Since his inauguration as President in 2009, President Barack H. Obama has been different from any other American president in recent memory. Beginning with his campaign in 2008, then Senator Obama stated in a campaign speech that if “the Republicans bring a knife to the fight, we’ll bring a gun…” which literally was a forewarning of what he, as president, would bring to Washington D.C. Since that speech and at nearly every opportunity, Mr. Obama has not brought focus to our real foreign threats or even address issues affecting national policy, or the economy. Instead, the focus has been on the “enemies” of Mr. Obama and the Democratic Party’s agenda.
Throughout the debate over the budget and the government shutdown that resulted, instead of actively engaging the Republican held House of Representatives, the president proclaimed to the world that he would not negotiate with Republicans to find a compromise solution to the budget or government borrowing. Even the mainstream media picked up on Mr. Obama’s narrative and ran articles about the Republicans – in particular, the Tea Party and Conservative members of that body – bent on being obstructionist and even racist or hostile towards Mr. Obama. Throughout his time in office and through each political crisis that this administration has faced has been used as an opportunity to attack the critics as being the real problem or root cause. Repeatedly, the Republicans, Fox News, Rush Limbaugh, Tea Party members, and others have been accused of undermining the president, attempting to distract the public from the real issues, and of sacrificing the security or economic health of the nation in order to make political gain. There is no doubt that Mr.
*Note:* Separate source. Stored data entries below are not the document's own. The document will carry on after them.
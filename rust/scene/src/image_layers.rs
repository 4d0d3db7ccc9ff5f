// This Source Code Form is subject to the terms of the Mozilla Public
// License, v. 2.0. If a copy of the MPL was not distributed with this
// file, You can obtain one at https://mozilla.org/MPL/2.0/.

//! Image layers: pre-rasterized greyscale slices placed at fixed heights.
//!
//! Each entry of the image layer index points at
//! `<dir>/<block>/layers/<stem>.txt`, a tab-delimited numeric array with
//! one line per image row.

use crate::error::{Error, Result};
use ndarray::Array2;
use std::io::Read;
use std::path::{Path, PathBuf};
use volmap_core::{tables, ImageLayerEntry, ImageLayerIndex, LayerSelection};

/// One image layer and its greyscale array (rows by columns).
#[derive(Debug, Clone, PartialEq)]
pub struct ImageLayer {
    pub entry: ImageLayerEntry,
    pub data: Array2<f64>,
}

/// All image layers of a block, ascending by Z center.
#[derive(Debug, Clone, Default, PartialEq)]
pub struct ImageLayerSet {
    layers: Vec<ImageLayer>,
}

impl ImageLayerSet {
    pub fn new(layers: Vec<ImageLayer>) -> Self {
        Self { layers }
    }

    pub fn layers(&self) -> &[ImageLayer] {
        &self.layers
    }

    pub fn len(&self) -> usize {
        self.layers.len()
    }

    pub fn is_empty(&self) -> bool {
        self.layers.is_empty()
    }

    /// Colorscale name of the first layer; it applies to the whole block.
    pub fn colorscale_name(&self) -> Option<&str> {
        self.layers
            .first()
            .map(|l| l.entry.colorscale.as_str())
            .filter(|name| !name.is_empty())
    }

    /// Layers picked by an image dropdown value. `Image N` selects the
    /// N-th layer in Z order.
    pub fn select(&self, selection: LayerSelection) -> Result<Vec<&ImageLayer>> {
        match selection {
            LayerSelection::All => Ok(self.layers.iter().collect()),
            LayerSelection::Layer(n) => n
                .checked_sub(1)
                .and_then(|index| self.layers.get(index))
                .map(|layer| vec![layer])
                .ok_or(Error::ImageLayerOutOfRange {
                    index: n,
                    available: self.layers.len(),
                }),
        }
    }
}

/// Path of the array backing `entry`.
pub fn image_layer_path(dir: &Path, block: &str, entry: &ImageLayerEntry) -> PathBuf {
    dir.join(block).join("layers").join(format!("{}.txt", entry.stem()))
}

/// Load every image layer of `block`, sorted ascending by Z center.
pub fn load_image_layers(dir: &Path, index: &ImageLayerIndex, block: &str) -> Result<ImageLayerSet> {
    let entries = index.for_block(block);
    let mut layers = Vec::with_capacity(entries.len());

    for entry in entries {
        let path = image_layer_path(dir, block, &entry);
        let file = tables::open(&path)?;
        let data = read_array(file).map_err(|e| match e {
            Error::InvalidImage { message, .. } => Error::InvalidImage {
                path: path.clone(),
                message,
            },
            other => other,
        })?;
        tracing::debug!(
            block,
            layer = %entry.name,
            z = entry.z_center,
            rows = data.nrows(),
            cols = data.ncols(),
            "Loaded image layer"
        );
        layers.push(ImageLayer { entry, data });
    }

    Ok(ImageLayerSet::new(layers))
}

/// Parse a tab-delimited numeric array.
pub fn read_array<R: Read>(rdr: R) -> Result<Array2<f64>> {
    let mut rdr = csv::ReaderBuilder::new()
        .delimiter(b'\t')
        .has_headers(false)
        .trim(csv::Trim::All)
        .from_reader(rdr);

    let mut values = Vec::new();
    let mut cols = 0;
    let mut rows = 0;

    for record in rdr.records() {
        let record = record?;
        cols = record.len();
        for field in record.iter() {
            let value: f64 = field.parse().map_err(|_| Error::InvalidImage {
                path: PathBuf::new(),
                message: format!("bad value '{}' on line {}", field, rows + 1),
            })?;
            values.push(value);
        }
        rows += 1;
    }

    if rows == 0 {
        return Err(Error::InvalidImage {
            path: PathBuf::new(),
            message: "empty array".to_string(),
        });
    }

    Array2::from_shape_vec((rows, cols), values).map_err(|e| Error::InvalidImage {
        path: PathBuf::new(),
        message: e.to_string(),
    })
}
Obama is an angry president and always in search of a new political enemy to demonize.
Something else that this administration has taught us, as did the presidencies of Lyndon B. Johnson, Franklin D. Roosevelt, Theodore Roosevelt, and Woodrow Wilson, is that there is a real political price to be paid when the president is not willing to work with the opposition party. Beginning with Theodore Roosevelt, his desire to implement his conservation and environmental agenda, he ignored the majority of his own Republican Party, catering solely to the progressives and early environmentalists. As the economy began to falter in 1907, not only did Roosevelt find himself alienated by the Republicans and Democrats who blamed his environmentalist policies as the root cause of the economic depression. It would ultimately be the end of his ambitious political career and would sever his leadership within the Republican Party.
Woodrow Wilson attempted to ram through the very progressive concept of the League of Nations at the end of the first World War. As a wartime president, he did experience a lot of political support from both the Republican Party and his own supporters within the Democratic Party. Various laws were passed to regulate the economy, to control wartime prices, rents, and wages, and to even silence opposition to the war effort. As the war in Europe came to an end, he attempted to tie the creation of the League of Nations into the Treaty of Versailles. His attempt, to force members of Congress to vote to create the League of Nations in order to ratify the treaty ultimately failed and not only caused him health problems, but caused many Americans to support the efforts of the more conservative elements in both parties. The end result was a complete shift of power within the House, a White House dominated by Republican presidents from 1923 to 1933, and the groundwork for the Second World War. It was an angry president unwilling to compromise with his political opposition within Congress that created an environment that would be disastrous for the United States and the average citizen.
Beginning in 1926, a growing crisis in Europe, the American farmer, and the global financial system were destined to create a new crisis much worse than any American politician ever imagined. The Versailles Treaty that Wilson had helped to negotiate had placed extremely high reparations on Germany; with approximately 37% of all GDP of Germany awarded to France and Great Britain AND roughly 16% of all coal and iron ore production from the Ruhr River Valley which was one of the most productive industrial resource regions still under German control (the iron ore and coal rich region of the Sudetenland was now a part of the reconstituted Czechoslovakia). Germany’s inability to repay these reparations would ultimately lead to one of the largest banking collapses in world history as Germany borrowed money from American banks to cover its treaty obligations and for rebuilding its infrastructure. Soon, without any credit available and any real financial means to pay its international obligations, Germany would experience the worst economy in its history. Great Britain and France, who had counted on swift quarterly payments to met their international obligations, also borrowed money from America’s banks with the belief that a German default would be unlikely. By 1929, even the United States would be dragged into what would be later be named as the Great Depression.